| TRY IT |
I need the number of lines in the data that contain the word "slots", and nothing beyond it.

| SOURCE DATA |
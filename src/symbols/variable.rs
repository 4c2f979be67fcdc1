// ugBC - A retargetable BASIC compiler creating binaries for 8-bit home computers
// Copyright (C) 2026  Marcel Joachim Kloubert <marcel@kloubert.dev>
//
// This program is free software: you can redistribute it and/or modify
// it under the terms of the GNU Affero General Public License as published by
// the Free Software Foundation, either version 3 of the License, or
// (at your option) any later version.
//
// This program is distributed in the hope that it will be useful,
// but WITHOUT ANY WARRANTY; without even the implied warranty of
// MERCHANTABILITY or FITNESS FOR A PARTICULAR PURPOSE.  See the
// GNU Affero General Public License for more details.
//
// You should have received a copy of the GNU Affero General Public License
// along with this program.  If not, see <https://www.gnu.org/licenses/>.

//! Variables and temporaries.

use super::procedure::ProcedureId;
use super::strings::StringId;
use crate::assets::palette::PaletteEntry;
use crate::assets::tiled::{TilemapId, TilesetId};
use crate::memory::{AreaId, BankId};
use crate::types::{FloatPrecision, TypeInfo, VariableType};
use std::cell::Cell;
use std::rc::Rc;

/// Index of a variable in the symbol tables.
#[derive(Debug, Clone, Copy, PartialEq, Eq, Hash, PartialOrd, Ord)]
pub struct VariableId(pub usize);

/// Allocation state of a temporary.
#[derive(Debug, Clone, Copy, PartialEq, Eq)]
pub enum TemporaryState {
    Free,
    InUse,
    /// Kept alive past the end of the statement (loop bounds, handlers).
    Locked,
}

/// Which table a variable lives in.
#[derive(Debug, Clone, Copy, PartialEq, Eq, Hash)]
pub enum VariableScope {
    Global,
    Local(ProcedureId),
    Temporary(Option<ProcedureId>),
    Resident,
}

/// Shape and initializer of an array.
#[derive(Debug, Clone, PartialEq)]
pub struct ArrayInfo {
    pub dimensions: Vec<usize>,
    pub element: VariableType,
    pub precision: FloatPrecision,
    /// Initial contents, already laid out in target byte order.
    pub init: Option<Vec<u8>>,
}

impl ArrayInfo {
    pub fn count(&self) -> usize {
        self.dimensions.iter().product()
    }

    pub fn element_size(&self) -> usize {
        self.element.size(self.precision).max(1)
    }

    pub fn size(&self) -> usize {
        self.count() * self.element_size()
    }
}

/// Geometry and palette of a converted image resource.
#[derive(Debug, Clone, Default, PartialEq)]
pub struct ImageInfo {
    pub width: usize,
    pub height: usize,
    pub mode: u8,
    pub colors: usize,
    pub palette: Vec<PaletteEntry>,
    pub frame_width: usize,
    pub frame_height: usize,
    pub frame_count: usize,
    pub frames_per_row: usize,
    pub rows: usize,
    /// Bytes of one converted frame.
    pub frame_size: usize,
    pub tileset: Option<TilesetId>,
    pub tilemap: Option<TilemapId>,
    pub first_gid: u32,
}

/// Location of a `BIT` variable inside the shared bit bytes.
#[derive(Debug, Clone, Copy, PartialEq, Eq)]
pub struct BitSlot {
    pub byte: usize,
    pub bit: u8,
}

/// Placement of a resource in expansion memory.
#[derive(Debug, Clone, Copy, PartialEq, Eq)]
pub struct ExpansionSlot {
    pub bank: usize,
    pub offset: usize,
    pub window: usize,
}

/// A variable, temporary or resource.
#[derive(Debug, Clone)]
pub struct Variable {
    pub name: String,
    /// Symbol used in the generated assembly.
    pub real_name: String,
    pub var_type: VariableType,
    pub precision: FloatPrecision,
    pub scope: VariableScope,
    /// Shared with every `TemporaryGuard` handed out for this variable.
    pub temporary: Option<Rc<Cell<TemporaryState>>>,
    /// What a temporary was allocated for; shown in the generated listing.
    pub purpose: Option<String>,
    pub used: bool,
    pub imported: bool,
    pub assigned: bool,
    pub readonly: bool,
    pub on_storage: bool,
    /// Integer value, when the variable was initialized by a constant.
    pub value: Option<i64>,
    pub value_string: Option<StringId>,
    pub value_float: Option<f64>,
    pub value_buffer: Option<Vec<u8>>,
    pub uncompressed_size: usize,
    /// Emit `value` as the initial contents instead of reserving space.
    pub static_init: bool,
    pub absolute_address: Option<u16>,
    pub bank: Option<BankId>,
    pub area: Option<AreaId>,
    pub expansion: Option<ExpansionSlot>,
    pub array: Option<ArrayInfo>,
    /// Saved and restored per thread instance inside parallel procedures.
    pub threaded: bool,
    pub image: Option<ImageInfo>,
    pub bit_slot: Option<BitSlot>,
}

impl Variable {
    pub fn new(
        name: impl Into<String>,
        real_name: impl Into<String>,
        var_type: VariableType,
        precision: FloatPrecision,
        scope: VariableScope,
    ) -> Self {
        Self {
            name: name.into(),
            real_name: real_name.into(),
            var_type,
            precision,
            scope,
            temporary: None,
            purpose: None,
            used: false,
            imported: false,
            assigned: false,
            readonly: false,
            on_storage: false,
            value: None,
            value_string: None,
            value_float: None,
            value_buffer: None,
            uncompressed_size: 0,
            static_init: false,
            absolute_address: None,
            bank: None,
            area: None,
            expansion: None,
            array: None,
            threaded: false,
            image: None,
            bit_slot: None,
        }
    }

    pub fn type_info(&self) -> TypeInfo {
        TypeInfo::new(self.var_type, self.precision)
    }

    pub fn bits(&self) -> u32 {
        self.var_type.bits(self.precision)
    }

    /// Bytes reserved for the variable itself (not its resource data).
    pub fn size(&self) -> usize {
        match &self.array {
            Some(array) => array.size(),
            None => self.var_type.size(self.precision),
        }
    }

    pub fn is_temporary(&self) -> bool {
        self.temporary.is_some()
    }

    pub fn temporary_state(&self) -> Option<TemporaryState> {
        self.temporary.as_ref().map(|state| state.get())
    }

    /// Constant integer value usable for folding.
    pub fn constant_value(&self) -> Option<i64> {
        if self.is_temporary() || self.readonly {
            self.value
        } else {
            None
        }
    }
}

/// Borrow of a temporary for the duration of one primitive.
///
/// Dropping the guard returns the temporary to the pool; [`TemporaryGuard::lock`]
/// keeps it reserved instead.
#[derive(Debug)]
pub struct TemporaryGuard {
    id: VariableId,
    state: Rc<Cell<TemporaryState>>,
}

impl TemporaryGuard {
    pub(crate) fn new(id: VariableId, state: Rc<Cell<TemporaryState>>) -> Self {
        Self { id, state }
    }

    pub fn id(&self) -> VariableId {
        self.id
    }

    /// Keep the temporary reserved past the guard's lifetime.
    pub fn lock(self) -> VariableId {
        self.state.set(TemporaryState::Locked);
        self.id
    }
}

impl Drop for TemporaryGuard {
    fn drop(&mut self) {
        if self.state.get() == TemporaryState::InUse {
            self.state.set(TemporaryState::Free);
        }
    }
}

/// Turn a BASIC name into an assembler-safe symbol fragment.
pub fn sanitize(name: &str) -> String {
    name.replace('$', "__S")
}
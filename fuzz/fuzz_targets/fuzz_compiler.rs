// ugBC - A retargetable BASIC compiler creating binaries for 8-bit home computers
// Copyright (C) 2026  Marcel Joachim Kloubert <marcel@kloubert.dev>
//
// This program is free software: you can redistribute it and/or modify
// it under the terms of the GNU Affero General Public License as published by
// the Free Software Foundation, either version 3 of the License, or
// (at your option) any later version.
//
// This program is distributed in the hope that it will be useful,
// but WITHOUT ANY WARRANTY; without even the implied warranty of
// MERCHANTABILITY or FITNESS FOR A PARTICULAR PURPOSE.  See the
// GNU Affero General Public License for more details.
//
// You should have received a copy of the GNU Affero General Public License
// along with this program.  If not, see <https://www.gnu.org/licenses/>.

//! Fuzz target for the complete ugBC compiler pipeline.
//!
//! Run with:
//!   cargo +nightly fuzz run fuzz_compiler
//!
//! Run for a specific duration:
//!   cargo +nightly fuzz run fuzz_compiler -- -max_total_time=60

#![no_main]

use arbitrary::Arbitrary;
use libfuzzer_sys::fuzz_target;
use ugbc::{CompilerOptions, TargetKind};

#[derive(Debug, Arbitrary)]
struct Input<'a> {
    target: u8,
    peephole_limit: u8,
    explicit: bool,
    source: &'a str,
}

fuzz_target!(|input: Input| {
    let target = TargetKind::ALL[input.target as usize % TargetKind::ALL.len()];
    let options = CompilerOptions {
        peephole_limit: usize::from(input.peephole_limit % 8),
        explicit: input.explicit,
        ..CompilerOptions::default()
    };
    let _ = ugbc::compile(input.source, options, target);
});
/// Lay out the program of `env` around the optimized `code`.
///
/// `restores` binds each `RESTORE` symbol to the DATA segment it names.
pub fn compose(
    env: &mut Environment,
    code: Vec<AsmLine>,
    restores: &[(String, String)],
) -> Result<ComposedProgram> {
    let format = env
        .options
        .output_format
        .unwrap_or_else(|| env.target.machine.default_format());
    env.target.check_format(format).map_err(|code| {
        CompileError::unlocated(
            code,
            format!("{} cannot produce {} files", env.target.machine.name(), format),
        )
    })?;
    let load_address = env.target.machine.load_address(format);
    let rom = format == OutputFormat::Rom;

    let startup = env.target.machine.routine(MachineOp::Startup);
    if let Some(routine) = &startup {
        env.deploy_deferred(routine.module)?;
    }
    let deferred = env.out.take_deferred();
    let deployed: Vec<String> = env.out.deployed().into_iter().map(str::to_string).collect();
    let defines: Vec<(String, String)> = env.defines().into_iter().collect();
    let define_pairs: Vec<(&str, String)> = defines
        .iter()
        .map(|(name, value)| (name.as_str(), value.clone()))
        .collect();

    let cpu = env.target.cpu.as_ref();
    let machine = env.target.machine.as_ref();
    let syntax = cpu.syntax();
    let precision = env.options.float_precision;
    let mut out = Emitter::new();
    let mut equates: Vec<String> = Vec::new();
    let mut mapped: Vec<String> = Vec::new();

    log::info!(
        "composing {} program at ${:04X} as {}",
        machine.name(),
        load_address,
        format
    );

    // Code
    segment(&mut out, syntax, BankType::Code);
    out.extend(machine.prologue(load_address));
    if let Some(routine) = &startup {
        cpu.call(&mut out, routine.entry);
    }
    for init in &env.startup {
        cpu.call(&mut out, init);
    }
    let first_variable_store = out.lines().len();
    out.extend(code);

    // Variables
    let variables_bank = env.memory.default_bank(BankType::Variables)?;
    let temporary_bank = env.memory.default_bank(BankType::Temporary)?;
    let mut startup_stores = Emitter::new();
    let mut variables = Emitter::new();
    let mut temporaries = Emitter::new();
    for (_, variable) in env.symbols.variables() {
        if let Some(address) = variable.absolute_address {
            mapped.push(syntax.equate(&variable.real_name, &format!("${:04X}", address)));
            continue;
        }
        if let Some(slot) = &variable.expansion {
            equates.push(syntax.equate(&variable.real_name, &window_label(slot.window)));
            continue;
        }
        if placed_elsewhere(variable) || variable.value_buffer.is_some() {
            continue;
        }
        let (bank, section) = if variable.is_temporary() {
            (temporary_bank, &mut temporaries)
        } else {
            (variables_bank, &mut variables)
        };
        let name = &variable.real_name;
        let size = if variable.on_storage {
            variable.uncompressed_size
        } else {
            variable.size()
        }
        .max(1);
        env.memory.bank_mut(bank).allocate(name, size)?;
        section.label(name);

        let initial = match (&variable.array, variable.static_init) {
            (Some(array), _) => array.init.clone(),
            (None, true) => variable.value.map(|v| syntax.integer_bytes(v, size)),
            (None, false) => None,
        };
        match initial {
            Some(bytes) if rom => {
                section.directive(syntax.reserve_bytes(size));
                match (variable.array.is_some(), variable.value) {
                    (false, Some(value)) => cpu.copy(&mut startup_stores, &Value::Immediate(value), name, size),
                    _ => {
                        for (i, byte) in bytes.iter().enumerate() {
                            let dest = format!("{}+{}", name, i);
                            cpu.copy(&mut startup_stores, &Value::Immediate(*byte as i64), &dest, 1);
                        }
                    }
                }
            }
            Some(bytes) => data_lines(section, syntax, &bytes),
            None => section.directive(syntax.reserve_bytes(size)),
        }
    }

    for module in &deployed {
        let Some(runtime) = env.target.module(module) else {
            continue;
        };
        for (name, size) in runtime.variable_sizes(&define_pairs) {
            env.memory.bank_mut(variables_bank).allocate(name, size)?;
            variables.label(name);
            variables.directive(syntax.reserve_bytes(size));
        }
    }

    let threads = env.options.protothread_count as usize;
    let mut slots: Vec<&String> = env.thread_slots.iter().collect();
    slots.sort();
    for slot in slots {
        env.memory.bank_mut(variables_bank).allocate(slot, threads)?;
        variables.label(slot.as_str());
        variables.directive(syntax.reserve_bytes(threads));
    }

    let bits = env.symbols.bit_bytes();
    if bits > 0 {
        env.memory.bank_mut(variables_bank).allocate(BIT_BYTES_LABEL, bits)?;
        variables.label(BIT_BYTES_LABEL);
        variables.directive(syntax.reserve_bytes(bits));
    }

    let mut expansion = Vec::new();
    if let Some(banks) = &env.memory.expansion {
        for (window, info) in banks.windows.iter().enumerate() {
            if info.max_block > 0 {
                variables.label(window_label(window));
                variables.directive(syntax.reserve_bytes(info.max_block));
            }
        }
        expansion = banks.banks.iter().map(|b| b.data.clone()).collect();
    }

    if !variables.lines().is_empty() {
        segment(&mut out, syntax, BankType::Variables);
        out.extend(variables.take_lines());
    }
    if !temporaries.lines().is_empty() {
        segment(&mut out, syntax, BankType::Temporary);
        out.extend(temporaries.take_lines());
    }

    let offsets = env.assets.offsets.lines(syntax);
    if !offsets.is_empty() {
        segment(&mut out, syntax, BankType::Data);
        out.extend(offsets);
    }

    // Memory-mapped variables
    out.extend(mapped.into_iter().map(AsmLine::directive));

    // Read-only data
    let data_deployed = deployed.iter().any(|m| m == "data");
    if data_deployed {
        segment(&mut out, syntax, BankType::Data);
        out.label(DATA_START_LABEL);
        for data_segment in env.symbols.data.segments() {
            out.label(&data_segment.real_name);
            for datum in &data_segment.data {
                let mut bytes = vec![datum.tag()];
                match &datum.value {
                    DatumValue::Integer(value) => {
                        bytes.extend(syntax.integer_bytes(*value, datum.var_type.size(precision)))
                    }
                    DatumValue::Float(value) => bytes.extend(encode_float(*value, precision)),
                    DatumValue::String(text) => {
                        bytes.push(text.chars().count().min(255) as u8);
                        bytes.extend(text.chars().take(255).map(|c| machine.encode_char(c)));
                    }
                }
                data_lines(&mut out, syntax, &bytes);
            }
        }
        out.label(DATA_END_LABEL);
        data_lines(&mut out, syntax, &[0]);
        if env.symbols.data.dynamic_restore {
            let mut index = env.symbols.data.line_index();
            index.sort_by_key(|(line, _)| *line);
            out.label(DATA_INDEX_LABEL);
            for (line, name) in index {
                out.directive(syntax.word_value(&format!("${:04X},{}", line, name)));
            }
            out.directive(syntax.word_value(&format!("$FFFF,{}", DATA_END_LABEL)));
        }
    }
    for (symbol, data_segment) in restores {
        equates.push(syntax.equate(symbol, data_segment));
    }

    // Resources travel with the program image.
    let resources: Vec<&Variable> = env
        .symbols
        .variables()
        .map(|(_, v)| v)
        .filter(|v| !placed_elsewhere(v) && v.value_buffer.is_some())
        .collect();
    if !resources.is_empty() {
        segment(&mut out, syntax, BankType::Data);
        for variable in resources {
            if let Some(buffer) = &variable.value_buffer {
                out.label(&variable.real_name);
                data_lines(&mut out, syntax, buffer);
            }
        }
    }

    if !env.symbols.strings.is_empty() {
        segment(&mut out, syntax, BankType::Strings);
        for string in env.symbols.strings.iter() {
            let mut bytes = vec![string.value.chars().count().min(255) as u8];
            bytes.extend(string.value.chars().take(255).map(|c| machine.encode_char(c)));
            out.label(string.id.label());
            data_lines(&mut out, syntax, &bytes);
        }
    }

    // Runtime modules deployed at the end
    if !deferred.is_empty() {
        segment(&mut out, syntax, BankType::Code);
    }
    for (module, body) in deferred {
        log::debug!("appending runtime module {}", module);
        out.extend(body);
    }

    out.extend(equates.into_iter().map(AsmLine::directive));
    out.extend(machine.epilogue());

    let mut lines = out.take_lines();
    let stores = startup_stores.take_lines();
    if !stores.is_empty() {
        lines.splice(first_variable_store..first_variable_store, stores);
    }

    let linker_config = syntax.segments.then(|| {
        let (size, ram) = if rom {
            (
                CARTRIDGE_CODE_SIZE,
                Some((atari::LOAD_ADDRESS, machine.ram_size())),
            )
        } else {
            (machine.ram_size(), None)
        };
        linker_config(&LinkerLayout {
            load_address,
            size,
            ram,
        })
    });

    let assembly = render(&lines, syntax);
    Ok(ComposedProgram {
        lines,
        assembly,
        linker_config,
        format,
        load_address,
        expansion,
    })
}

| WRITTEN RESPONSE |
3